We assume that a number sequence obeys a linear recurrence relation, i.e. the term $f(n), n \ge k$, can be computed recursively from $k$ previous terms: $$ f(n) = a_1 f(n-1) + a_2 f(n-2) + ... + a_k f(n-k) + c_1 n + c_0 \tag {1} $$ $k$ is called the order of the recurrence.

This recurrence can be iteratively evaluated if we know the $k$ initial conditions $f(0), f(1), ..., f(k-1)$ and the $k + 2$ coefficients $a_1, a_2, ...a_k, c_1, c_0$ . Now, suppose that we know the first $N$ values $f(0), f(1), ... f(N-1)$ and want to find out the coefficients such that Eq. (1) is satisfied for all these values.

The first $k$ values are initial conditions and cannot be used as equations. The needed number of equations $N - k$ must exceed the number $k + 2$ of unknows: $$ N - k \ge k + 2 $$ It follows that the possible recurrence order must satisfy: $$ k \lt \lfloor N / 2 \rfloor \tag {2} $$

We designate the coefficients by $x_i$ to indicate "unknowns" and write Eq. (1) as: $$ f(n) = f(n-1) x_0 + f(n-2) x_1 + ... + f(n-k) x_{k - 1} + n x_k + 1 x_{k+1} \tag {3} $$ We introduce the "row" vector $$ {\pmb F} (n, k) = (f(n-1), f(n-2), ... f(n-k), n, 1) \tag {4} $$ and the "column" vector $$ {\pmb x} = (x_0, x_1, ... x_{k - 1} , x_k, x_{k+1}) \tag {5} $$ Both vectors have $k + 2$ components.

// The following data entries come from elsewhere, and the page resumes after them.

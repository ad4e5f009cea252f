//! Viewing transforms and the projections derived from them.

use glam::{DMat4, DVec2, DVec3, DVec4};

use crate::geom::{Camera, Frustum, Globe, Ray, Sector, Viewport};

/// Altitude of the atmosphere's upper edge used to place the far clip plane.
const ATMOSPHERE_ALTITUDE: f64 = 160_000.0;

/// Smallest near clip distance, for cameras at or below the surface.
const MIN_NEAR_DISTANCE: f64 = 1.0;

/// Compute the projection and modelview matrices for a camera.
#[must_use]
pub fn viewing_transform(
    globe: &Globe,
    camera: &Camera,
    viewport: &Viewport,
    field_of_view: f64,
) -> (DMat4, DMat4) {
    let eye_horizon = globe.horizon_distance(camera.altitude);
    let atmosphere_horizon = globe.horizon_distance(ATMOSPHERE_ALTITUDE);
    let near = (camera.altitude * 0.5).max(MIN_NEAR_DISTANCE);
    let far = (eye_horizon + atmosphere_horizon).max(near * 2.0);
    let aspect = if viewport.height > 0 {
        f64::from(viewport.width) / f64::from(viewport.height)
    } else {
        1.0
    };
    let projection = DMat4::perspective_rh_gl(field_of_view.to_radians(), aspect, near, far);
    (projection, camera.view_matrix(globe))
}

/// Minimum distance from the surface that shows the whole globe.
#[must_use]
pub fn distance_to_view_globe_extents(globe: &Globe, field_of_view: f64) -> f64 {
    let sin_half = (field_of_view * 0.5).to_radians().sin();
    let radius = globe.equatorial_radius();
    radius / sin_half - radius
}

/// Clip-space transform that stretches `sub` to fill `viewport`.
fn sub_viewport_transform(viewport: &Viewport, sub: &Viewport) -> DMat4 {
    let vw = f64::from(viewport.width.max(1));
    let vh = f64::from(viewport.height.max(1));
    let x0 = 2.0 * f64::from(sub.x - viewport.x) / vw - 1.0;
    let x1 = 2.0 * f64::from(sub.x + sub.width - viewport.x) / vw - 1.0;
    let y0 = 2.0 * f64::from(sub.y - viewport.y) / vh - 1.0;
    let y1 = 2.0 * f64::from(sub.y + sub.height - viewport.y) / vh - 1.0;
    let sx = 2.0 / (x1 - x0);
    let sy = 2.0 / (y1 - y0);
    DMat4::from_cols(
        DVec4::new(sx, 0.0, 0.0, 0.0),
        DVec4::new(0.0, sy, 0.0, 0.0),
        DVec4::new(0.0, 0.0, 1.0, 0.0),
        DVec4::new(-(x0 + x1) / (x1 - x0), -(y0 + y1) / (y1 - y0), 0.0, 1.0),
    )
}

/// One projected grid cell of a sector, ready for submission.
#[derive(Debug, Clone, Copy, PartialEq)]
pub struct SurfaceCell {
    /// Window coordinates, counter-clockwise from the southwest corner.
    pub corners: [DVec2; 4],
    /// Position of each corner within the sector: `s` east, `t` north, both
    /// in [0, 1].
    pub local: [DVec2; 4],
    /// Mean window depth of the corners.
    pub depth: f64,
}

/// The geometric state of one assembly pass.
///
/// Window coordinates have their origin at the viewport's lower-left corner.
/// Screen coordinates, used by the `screen_` helpers, have their origin at the
/// top-left corner, as input events report them.
#[derive(Debug, Clone)]
pub struct ViewState {
    pub globe: Globe,
    pub camera: Camera,
    pub camera_point: DVec3,
    pub viewport: Viewport,
    pub modelview: DMat4,
    pub projection: DMat4,
    pub modelview_projection: DMat4,
    pub frustum: Frustum,
    pub horizon_distance: f64,
    pub field_of_view: f64,
    pixel_size_factor: f64,
}

impl ViewState {
    #[must_use]
    pub fn new(globe: Globe, camera: Camera, viewport: Viewport, field_of_view: f64) -> Self {
        let (projection, modelview) = viewing_transform(&globe, &camera, &viewport, field_of_view);
        let modelview_projection = projection * modelview;
        let camera_point =
            globe.geographic_to_cartesian(camera.latitude, camera.longitude, camera.altitude);
        let pixel_size_factor = if viewport.height > 0 {
            2.0 * (field_of_view * 0.5).to_radians().tan() / f64::from(viewport.height)
        } else {
            0.0
        };
        Self {
            horizon_distance: globe.horizon_distance(camera.altitude),
            frustum: Frustum::from_matrix(modelview_projection),
            globe,
            camera,
            camera_point,
            viewport,
            modelview,
            projection,
            modelview_projection,
            field_of_view,
            pixel_size_factor,
        }
    }

    /// Restrict the culling frustum to a sub-rectangle of the viewport.
    #[must_use]
    pub fn with_pick_viewport(mut self, pick_viewport: &Viewport) -> Self {
        if !pick_viewport.is_empty() {
            let remap = sub_viewport_transform(&self.viewport, pick_viewport);
            self.frustum = Frustum::from_matrix(remap * self.modelview_projection);
        }
        self
    }

    /// Largest angle from the camera's nadir, in degrees, at which the surface
    /// or the atmosphere above it can still be seen.
    #[must_use]
    pub fn visible_surface_angle(&self) -> f64 {
        self.globe.horizon_angle(self.camera.altitude)
            + self.globe.horizon_angle(ATMOSPHERE_ALTITUDE)
    }

    /// Size in meters of one pixel at the given distance from the eye.
    #[must_use]
    pub fn pixel_size_at_distance(&self, distance: f64) -> f64 {
        distance * self.pixel_size_factor
    }

    /// Project a Cartesian point to window coordinates with depth in [0, 1].
    #[must_use]
    pub fn project(&self, point: DVec3) -> Option<DVec3> {
        let clip = self.modelview_projection * point.extend(1.0);
        if clip.w <= 0.0 {
            return None;
        }
        let ndc = clip.truncate() / clip.w;
        if !(-1.0..=1.0).contains(&ndc.z) {
            return None;
        }
        Some(DVec3::new(
            f64::from(self.viewport.x) + (ndc.x * 0.5 + 0.5) * f64::from(self.viewport.width),
            f64::from(self.viewport.y) + (ndc.y * 0.5 + 0.5) * f64::from(self.viewport.height),
            ndc.z * 0.5 + 0.5,
        ))
    }

    /// Convert a screen y coordinate to window coordinates, or back.
    #[must_use]
    pub fn flip_y(&self, y: f64) -> f64 {
        f64::from(self.viewport.y + self.viewport.height) - y
    }

    /// Ray from the eye through a screen point.
    #[must_use]
    pub fn ray_through_screen_point(&self, x: f64, y: f64) -> Option<Ray> {
        if self.viewport.is_empty() {
            return None;
        }
        let wy = self.flip_y(y);
        let nx = 2.0 * (x - f64::from(self.viewport.x)) / f64::from(self.viewport.width) - 1.0;
        let ny = 2.0 * (wy - f64::from(self.viewport.y)) / f64::from(self.viewport.height) - 1.0;
        let inverse = self.modelview_projection.inverse();
        let near = inverse.project_point3(DVec3::new(nx, ny, -1.0));
        let far = inverse.project_point3(DVec3::new(nx, ny, 1.0));
        if !near.is_finite() || !far.is_finite() {
            return None;
        }
        Some(Ray::new(near, far - near))
    }

    /// Whether a point on the globe faces the eye.
    #[must_use]
    pub fn is_facing(&self, point: DVec3) -> bool {
        point.normalize_or_zero().dot(point - self.camera_point) < 0.0
    }

    /// Split a sector into a `density` x `density` grid and project the cells
    /// that face the eye and overlap the viewport.
    #[must_use]
    pub fn project_sector(&self, sector: &Sector, density: usize) -> Vec<SurfaceCell> {
        let n = density.max(1);
        let stride = n + 1;
        let mut projected = Vec::with_capacity(stride * stride);
        for i in 0..=n {
            let lat = sector.min_latitude + sector.delta_latitude() * i as f64 / n as f64;
            for j in 0..=n {
                let lon = sector.min_longitude + sector.delta_longitude() * j as f64 / n as f64;
                projected.push(self.project(self.globe.geographic_to_cartesian(lat, lon, 0.0)));
            }
        }

        let (vx0, vy0) = (f64::from(self.viewport.x), f64::from(self.viewport.y));
        let vx1 = vx0 + f64::from(self.viewport.width);
        let vy1 = vy0 + f64::from(self.viewport.height);
        let mut cells = Vec::new();
        for i in 0..n {
            for j in 0..n {
                let indices = [
                    i * stride + j,
                    i * stride + j + 1,
                    (i + 1) * stride + j + 1,
                    (i + 1) * stride + j,
                ];
                let Some(points) = indices
                    .iter()
                    .map(|&k| projected[k])
                    .collect::<Option<Vec<_>>>()
                else {
                    continue;
                };
                let center_lat = sector.min_latitude
                    + sector.delta_latitude() * (i as f64 + 0.5) / n as f64;
                let center_lon = sector.min_longitude
                    + sector.delta_longitude() * (j as f64 + 0.5) / n as f64;
                let center = self.globe.geographic_to_cartesian(center_lat, center_lon, 0.0);
                if !self.is_facing(center) {
                    continue;
                }
                let min = points
                    .iter()
                    .fold(DVec2::splat(f64::INFINITY), |m, p| m.min(p.truncate()));
                let max = points
                    .iter()
                    .fold(DVec2::splat(f64::NEG_INFINITY), |m, p| m.max(p.truncate()));
                if max.x < vx0 || min.x > vx1 || max.y < vy0 || min.y > vy1 {
                    continue;
                }
                let (s0, s1) = (j as f64 / n as f64, (j + 1) as f64 / n as f64);
                let (t0, t1) = (i as f64 / n as f64, (i + 1) as f64 / n as f64);
                cells.push(SurfaceCell {
                    corners: [
                        points[0].truncate(),
                        points[1].truncate(),
                        points[2].truncate(),
                        points[3].truncate(),
                    ],
                    local: [
                        DVec2::new(s0, t0),
                        DVec2::new(s1, t0),
                        DVec2::new(s1, t1),
                        DVec2::new(s0, t1),
                    ],
                    depth: points.iter().map(|p| p.z).sum::<f64>() / 4.0,
                });
            }
        }
        cells
    }

    /// Screen point of a geographic position, if it lies within the clip volume.
    #[must_use]
    pub fn geographic_to_screen_point(
        &self,
        latitude: f64,
        longitude: f64,
        altitude: f64,
    ) -> Option<DVec2> {
        let point = self.globe.geographic_to_cartesian(latitude, longitude, altitude);
        let window = self.project(point)?;
        Some(DVec2::new(window.x, self.flip_y(window.y)))
    }
}
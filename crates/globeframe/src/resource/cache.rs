//! The render resource cache.
//!
//! Textures are keyed by their [`ImageSource`] and costed in bytes. Misses
//! schedule a background retrieval; decoded images wait in a small retrieval
//! cache until the next frame turns them into textures. Evicted textures are
//! queued and only deleted from the GPU thread.

use std::collections::HashSet;
use std::sync::{Arc, Mutex, PoisonError};
use std::time::Duration;

use serde::Serialize;

use crate::error::{Error, Result};
use crate::lru::LruCache;
use crate::render::RenderDevice;

use super::retriever::{FetchFn, RetrievalStatus, Retriever, RetrieverCallback, RetrieverConfig};
use super::{ImageData, ImageLoader, ImageOptions, ImageSource, Texture};

const MIB: usize = 1024 * 1024;

/// A cache budget for a device with `total_memory` bytes.
#[must_use]
pub fn recommended_cache_capacity(total_memory: u64) -> usize {
    const MIB64: u64 = 1024 * 1024;
    match total_memory {
        m if m >= 2048 * MIB64 => 384 * MIB,
        m if m >= 1536 * MIB64 => 256 * MIB,
        m if m >= 1024 * MIB64 => 192 * MIB,
        m if m >= 512 * MIB64 => 96 * MIB,
        _ => 64 * MIB,
    }
}

/// Receives notice that a retrieval finished and a redraw would show it.
pub type RetrievalListener = Arc<dyn Fn() + Send + Sync>;

/// Occupancy of a [`RenderResourceCache`].
#[derive(Debug, Clone, Copy, Default, PartialEq, Eq, Serialize)]
pub struct CacheStats {
    pub capacity: usize,
    pub used_capacity: usize,
    pub texture_count: usize,
    pub queued_evictions: usize,
    pub retrieved_images: usize,
    pub pending_retrievals: usize,
}

/// Decoded images waiting to become textures, shared with worker threads.
struct RetrievalSink {
    images: Mutex<LruCache<ImageSource, Arc<ImageData>>>,
    listener: Mutex<Option<RetrievalListener>>,
    /// Sources too large to ever be cached. They are not retrieved again.
    oversized: Mutex<HashSet<ImageSource>>,
}

impl RetrievalSink {
    fn is_oversized(&self, key: &ImageSource) -> bool {
        self.oversized
            .lock()
            .unwrap_or_else(PoisonError::into_inner)
            .contains(key)
    }

    fn mark_oversized(&self, key: &ImageSource, bytes: usize, limit: usize) {
        let inserted = self
            .oversized
            .lock()
            .unwrap_or_else(PoisonError::into_inner)
            .insert(key.clone());
        if inserted {
            tracing::warn!(
                "Image '{key}' needs {} KB but the cache holds {} KB; it will not be shown",
                bytes / 1024,
                limit / 1024
            );
        }
    }
}

impl RetrieverCallback<ImageSource, ImageData> for RetrievalSink {
    fn retrieval_succeeded(&self, key: &ImageSource, value: ImageData) {
        let cost = value.byte_count();
        let limit = {
            let mut images = self.images.lock().unwrap_or_else(PoisonError::into_inner);
            images.put(key.clone(), Arc::new(value), cost);
            images.capacity()
        };
        if cost > limit {
            self.mark_oversized(key, cost, limit);
        }
        tracing::debug!("Image retrieval succeeded '{key}'");

        let listener = self
            .listener
            .lock()
            .unwrap_or_else(PoisonError::into_inner)
            .clone();
        if let Some(listener) = listener {
            listener();
        }
    }

    fn retrieval_failed(&self, key: &ImageSource, error: &Error) {
        tracing::error!("Image retrieval failed '{key}': {error}");
    }

    fn retrieval_rejected(&self, key: &ImageSource, reason: &str) {
        tracing::debug!("Image retrieval rejected '{key}': {reason}");
    }
}

struct TextureEntries {
    textures: LruCache<ImageSource, Arc<Texture>>,
    evicted: Vec<Arc<Texture>>,
}

impl TextureEntries {
    fn put(&mut self, source: ImageSource, texture: Arc<Texture>) {
        let cost = texture.byte_count();
        let displaced = self.textures.put(source, texture, cost);
        self.evicted.extend(displaced.into_iter().map(|(_, t)| t));
    }
}

/// Capacity-bounded store of GPU textures keyed by image source.
pub struct RenderResourceCache {
    entries: Mutex<TextureEntries>,
    sink: Arc<RetrievalSink>,
    retriever: Retriever<ImageSource, ImageOptions, ImageData>,
}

The determining $N - k$ equations can be written as scalar products: $$\begin{align} {\pmb F} (k, k) \cdot {\pmb x} & = f(k) \tag {6} \\ {\pmb F} (k+1, k) \cdot {\pmb x} & = f(k+1) \\ ... \\ {\pmb F} (N-1, k) \cdot {\pmb x} & = f(N-1) \end{align}$$ or in matrix notation: $$ \begin{equation} \begin{bmatrix} {\pmb F} (k, k) \tag {7} \\ {\pmb F} (k+1, k) \\ ... \\ {\pmb F} (N-1, k) \end{bmatrix} \cdot \begin{bmatrix} x_0 \\ x_1 \\ ... \\ x_{k+1} \end{bmatrix} = \begin{bmatrix} f(k) \\ f(k+1) \\ ... \\ f(N-1) \end{bmatrix} \end{equation} $$

We start with $k = 0$, set up the matrix equation and try to solve it. If we find a solution we are done. If the system has no solution we increase $k$ by 1 and try again. In this way we proceed until we find a solution or reach the highest $k$ given by Eq. (2).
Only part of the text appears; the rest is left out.